* **What needs to be done**: Print each record below word for word.

● ● ● ● ● ● ●

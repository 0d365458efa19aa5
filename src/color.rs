use glam::Vec3;

/// Linear RGB colour.
#[derive(Debug, Clone, Copy, PartialEq)]
pub struct Color(pub Vec3);

impl Color {
    pub const WHITE: Color = Color(Vec3::ONE);

    /// Parses an sRGB hex triplet such as `0xfff5e1` into linear RGB.
    pub fn from_hex(hex: u32) -> Self {
        let r = ((hex >> 16) & 0xff) as f32 / 255.0;
        let g = ((hex >> 8) & 0xff) as f32 / 255.0;
        let b = (hex & 0xff) as f32 / 255.0;

        Color(Vec3::new(
            srgb_to_linear(r),
            srgb_to_linear(g),
            srgb_to_linear(b),
        ))
    }

    pub fn linear(self) -> Vec3 {
        self.0
    }

    pub fn to_wgpu(self) -> wgpu::Color {
        wgpu::Color {
            r: self.0.x as f64,
            g: self.0.y as f64,
            b: self.0.z as f64,
            a: 1.0,
        }
    }
}

fn srgb_to_linear(c: f32) -> f32 {
    if c < 0.04045 {
        c * 0.0773993808
    } else {
        (c * 0.9478672986 + 0.0521327014).powf(2.4)
    }
}

#[cfg(test)]
mod tests {
    use super::*;

    #[test]
    fn white_and_black_are_unchanged() {
        assert!(Color::from_hex(0xffffff).linear().abs_diff_eq(Vec3::ONE, 1e-5));
        assert_eq!(Color::from_hex(0x000000).linear(), Vec3::ZERO);
    }

    #[test]
    fn mid_grey_is_darker_in_linear_space() {
        let grey = Color::from_hex(0x808080).linear();
        assert!((grey.x - 0.2158605).abs() < 1e-4);
        assert_eq!(grey.x, grey.y);
        assert_eq!(grey.y, grey.z);
    }

    #[test]
    fn channels_are_read_in_rgb_order() {
        let c = Color::from_hex(0xff0000).linear();
        assert!(c.abs_diff_eq(Vec3::new(1.0, 0.0, 0.0), 1e-5));
    }
}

● ● ● ● ● ● ●

* **Result**:
repository 0d365458efa19aa5
filename src/color.rs
use glam::Vec3;

/// Linear RGB colour.
#[derive(Debug, Clone, Copy, PartialEq)]
pub struct Color(pub Vec3);

impl Color {
    pub const WHITE: Color = Color(Vec3::ONE);

    /// Parses an sRGB hex triplet such as `0xfff5e1` into linear RGB.
    pub fn from_hex(hex: u32) -> Self {
        let r = ((hex >> 16) & 0xff) as f32 / 255.0;
        let g = ((hex >> 8) & 0xff) as f32 / 255.0;
        let b = (hex & 0xff) as f32 / 255.0;

        Color(Vec3::new(
            srgb_to_linear(r),
            srgb_to_linear(g),
            srgb_to_linear(b),
        ))
    }

    pub fn linear(self) -> Vec3 {
        self.0
    }

    pub fn to_wgpu(self) -> wgpu::Color {
        wgpu::Color {
            r: self.0.x as f64,
            g: self.0.y as f64,
            b: self.0.z as f64,
            a: 1.0,
        }
    }
}

fn srgb_to_linear(c: f32) -> f32 {
    if c < 0.04045 {
        c * 0.0773993808
    } else {
        (c * 0.9478672986 + 0.0521327014).powf(2.4)
    }
}

#[cfg(test)]
mod tests {
    use super::*;

    #[test]
    fn white_and_black_are_unchanged() {
        assert!(Color::from_hex(0xffffff).linear().abs_diff_eq(Vec3::ONE, 1e-5));
        assert_eq!(Color::from_hex(0x000000).linear(), Vec3::ZERO);
    }

    #[test]
    fn mid_grey_is_darker_in_linear_space() {
        let grey = Color::from_hex(0x808080).linear();
        assert!((grey.x - 0.2158605).abs() < 1e-4);
        assert_eq!(grey.x, grey.y);
        assert_eq!(grey.y, grey.z);
    }

    #[test]
    fn channels_are_read_in_rgb_order() {
        let c = Color::from_hex(0xff0000).linear();
        assert!(c.abs_diff_eq(Vec3::new(1.0, 0.0, 0.0), 1e-5));
    }
}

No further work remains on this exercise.